Based on juanpa.arrivillaga suggestion, I tried numba, that is a library that speeds up array-oriented and math-heavy Python code and is targeted mainly at numpy. You can read a good guide on optimizing Python code here: https://jakevdp.github.io/blog/2015/02/24/optimizing-python-with-numpy-and-numba/.
MAX_LEN = 11
N = 100
# Pure Python lists implementation.
import random
def manhattan_distance(vec1, vec2):
n1, n2 = len(vec1), len(vec2)
n = min(n1, n2)
dist = 0
for i in range(n):
dist += abs(vec1[i] - vec2[i])
if n1 > n2:
for i in range(n, n1):
dist += abs(vec1[i])
for i in range(n, n2):
dist += abs(vec2[i])
return dist
def compute_distances():
n = len(data)
for i in range(n):
for j in range(n):
manhattan_distance(data[i], data[j])
data = []
for i in range(N):
for k in range(random.randint(5, MAX_LEN)):
data[i].append(random.randint(0, 10))
%timeit compute_distances()
# numpy+numba implementation.
import numpy as np
from numba import jit
def manhattan_distance_np(vec1, vec2):
return np.absolute(vec1 - vec2).sum()
def compute_distances_np():
n = len(data)
for i in range(n):
for j in range(n):
manhattan_distance_np(data_np[i], data_np[j])
data_np = np.array([np.append(np.asarray(d), np.zeros(MAX_LEN - len(d))) for d in data])

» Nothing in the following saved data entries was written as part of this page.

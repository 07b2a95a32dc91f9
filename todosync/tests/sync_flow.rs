//! End-to-end synchronization tests against the in-memory service.

#![allow(clippy::unwrap_used, clippy::expect_used)] // Test code can use unwrap/expect

use std::time::Duration;
use todosync::mocks::{Endpoint, MockFailure, MockTaskApi};
use todosync::{
    ErrorKind, Filter, RequestStatus, SyncError, Task, TaskId, TaskStatus, TodoApp, TodolistId,
    UpdateTaskModel,
};

fn list1() -> TodolistId {
    TodolistId::new("list1")
}

/// App with `list1` already fetched from the service
async fn app_with_list(api: &MockTaskApi) -> TodoApp<MockTaskApi> {
    let app = TodoApp::new(api.clone());
    let status = app.fetch_todolists().await.unwrap();
    assert!(status.is_succeeded());
    app
}

#[tokio::test]
async fn add_task_success_applies_task() {
    let api = MockTaskApi::new().with_list("list1", "Groceries");
    let app = app_with_list(&api).await;

    let status = app.add_task(list1(), "Buy milk").await.unwrap();

    assert_eq!(status.status, RequestStatus::Succeeded);
    let tasks = app.tasks(&list1()).await;
    assert_eq!(tasks.len(), 1);
    assert_eq!(tasks[0].title, "Buy milk");
    assert_eq!(tasks[0].todo_list_id, list1());
    assert_eq!(app.status().await.status, RequestStatus::Succeeded);
}

#[tokio::test]
async fn add_task_rejected_leaves_store_unchanged() {
    let api = MockTaskApi::new().with_list("list1", "Groceries");
    let app = app_with_list(&api).await;
    api.fail(Endpoint::CreateTask, MockFailure::Rejected(vec!["title is required".into()]));

    let status = app.add_task(list1(), "").await.unwrap();

    assert_eq!(status.status, RequestStatus::Failed);
    assert_eq!(status.error.as_deref(), Some("title is required"));
    assert!(app.tasks(&list1()).await.is_empty());

    let app_status = app.status().await;
    assert_eq!(app_status.status, RequestStatus::Failed);
    assert_eq!(app_status.error.as_deref(), Some("title is required"));
}

#[tokio::test]
async fn remove_task_network_error_leaves_store_unchanged() {
    let api = MockTaskApi::new()
        .with_list("list1", "Groceries")
        .with_task(Task::new(TaskId::new("t1"), list1(), "Buy milk"));
    let app = app_with_list(&api).await;
    api.fail(Endpoint::DeleteTask, MockFailure::Network("connection refused".into()));

    let status = app.remove_task(list1(), TaskId::new("t1")).await.unwrap();

    assert_eq!(status.status, RequestStatus::Failed);
    assert!(status.error.as_deref().unwrap().starts_with("Network error:"));
    assert_eq!(app.tasks(&list1()).await.len(), 1);
}

#[tokio::test]
async fn update_unknown_task_fails_without_request() {
    let api = MockTaskApi::new().with_list("list1", "Groceries");
    let app = app_with_list(&api).await;

    let status = app
        .update_task(list1(), TaskId::new("ghost"), UpdateTaskModel::title("x"))
        .await
        .unwrap();

    assert_eq!(status.status, RequestStatus::Failed);
    let expected = SyncError::TaskNotFound {
        list_id: list1(),
        task_id: TaskId::new("ghost"),
    };
    assert_eq!(expected.kind(), ErrorKind::NotFound);
    assert_eq!(status.error, Some(expected.to_string()));
    assert_eq!(api.call_count(Endpoint::UpdateTask), 0);
}

#[tokio::test]
async fn update_task_sends_full_record_and_merges() {
    let mut task = Task::new(TaskId::new("t1"), list1(), "Buy milk");
    task.description = Some("2 litres".into());
    let api = MockTaskApi::new().with_list("list1", "Groceries").with_task(task);
    let app = app_with_list(&api).await;

    let status = app
        .update_task(list1(), TaskId::new("t1"), UpdateTaskModel::status(TaskStatus::Completed))
        .await
        .unwrap();

    assert!(status.is_succeeded());
    let sent = api.received_updates();
    assert_eq!(sent.len(), 1);
    assert_eq!(sent[0].title, "Buy milk");
    assert_eq!(sent[0].description.as_deref(), Some("2 litres"));
    assert!(sent[0].completed);

    let local = &app.tasks(&list1()).await[0];
    assert_eq!(local.status, TaskStatus::Completed);
    assert_eq!(local.description.as_deref(), Some("2 litres"));
    assert_eq!(local.id, TaskId::new("t1"));
}

#[tokio::test]
async fn concurrent_operations_are_attributed_independently() {
    let api = MockTaskApi::new()
        .with_list("list1", "Groceries")
        .with_task(Task::new(TaskId::new("t1"), list1(), "Bake bread"));
    let app = app_with_list(&api).await;
    api.delay(Endpoint::CreateTask, Duration::from_millis(50));
    api.fail(Endpoint::DeleteTask, MockFailure::Network("offline".into()));

    let (added, removed) = tokio::join!(
        app.add_task(list1(), "Buy milk"),
        app.remove_task(list1(), TaskId::new("t1")),
    );
    let (added, removed) = (added.unwrap(), removed.unwrap());

    assert_ne!(added.id, removed.id);
    assert_eq!(added.status, RequestStatus::Succeeded);
    assert_eq!(removed.status, RequestStatus::Failed);
    assert!(added.error.is_none());

    let status = app.status().await;
    assert_eq!(status.in_flight(), 0);
    // The slower add finished last
    assert_eq!(status.last, Some(added.id));

    let titles: Vec<_> = app.tasks(&list1()).await.into_iter().map(|t| t.title).collect();
    assert_eq!(titles, vec!["Buy milk".to_string(), "Bake bread".to_string()]);
}

#[tokio::test]
async fn fetch_todolists_loads_every_list_and_its_tasks() {
    let api = MockTaskApi::new()
        .with_list("list1", "Groceries")
        .with_list("list2", "Work")
        .with_task(Task::new(TaskId::new("t1"), list1(), "Buy milk"))
        .with_task(Task::new(TaskId::new("t2"), TodolistId::new("list2"), "Write report"));
    let app = TodoApp::new(api.clone());

    let status = app.fetch_todolists().await.unwrap();

    assert!(status.is_succeeded());
    assert_eq!(app.todolists().await.len(), 2);
    assert_eq!(app.tasks(&list1()).await[0].title, "Buy milk");
    assert_eq!(app.tasks(&TodolistId::new("list2")).await[0].title, "Write report");
    assert_eq!(api.call_count(Endpoint::GetTasks), 2);

    // One list fetch plus one task fetch per list
    let app_status = app.status().await;
    assert_eq!(app_status.operations.len(), 3);
    assert!(app_status.operations.values().all(|o| o.is_succeeded()));
}

#[tokio::test]
async fn fetch_todolists_failure_skips_task_fetches() {
    let api = MockTaskApi::new().with_list("list1", "Groceries");
    api.fail(Endpoint::GetTodolists, MockFailure::Network("offline".into()));
    let app = TodoApp::new(api.clone());

    let status = app.fetch_todolists().await.unwrap();

    assert!(status.is_failed());
    assert!(app.todolists().await.is_empty());
    assert_eq!(api.call_count(Endpoint::GetTasks), 0);
}

#[tokio::test]
async fn remove_todolist_clears_both_stores() {
    let api = MockTaskApi::new()
        .with_list("list1", "Groceries")
        .with_task(Task::new(TaskId::new("t1"), list1(), "Buy milk"));
    let app = app_with_list(&api).await;

    let status = app.remove_todolist(list1()).await.unwrap();

    assert!(status.is_succeeded());
    assert!(app.todolists().await.is_empty());
    assert!(app.tasks(&list1()).await.is_empty());
    let state = app.store().state(Clone::clone).await;
    assert!(!state.tasks.has_list(&list1()));
}

#[tokio::test]
async fn filter_and_clear_data_are_local() {
    let mut done = Task::new(TaskId::new("t2"), list1(), "Done already");
    done.status = TaskStatus::Completed;
    let api = MockTaskApi::new()
        .with_list("list1", "Groceries")
        .with_task(Task::new(TaskId::new("t1"), list1(), "Buy milk"))
        .with_task(done);
    let app = app_with_list(&api).await;
    let calls_before = api.calls().len();

    app.change_filter(list1(), Filter::Active).await.unwrap();
    let visible = app.visible_tasks(&list1()).await;
    assert_eq!(visible.len(), 1);
    assert_eq!(visible[0].title, "Buy milk");

    app.clear_data().await.unwrap();
    assert!(app.todolists().await.is_empty());
    assert!(app.tasks(&list1()).await.is_empty());

    let local = app.add_local_todolist("Scratch").await.unwrap();
    assert_eq!(app.todolists().await[0].id, local);

    assert_eq!(api.calls().len(), calls_before);
}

%timeit compute_distances_np()
Timing output:
%timeit compute_distances()
78.4 ms ± 3.44 ms per loop (mean ± std. dev. of 7 runs, 10 loops each)
%timeit compute_distances_np()
4.1 ms ± 14.7 µs per loop (mean ± std. dev. of 7 runs, 1 loop each)
As you can see, the numpy with numba optimizations is about 19 times faster (with no other code optimization involved).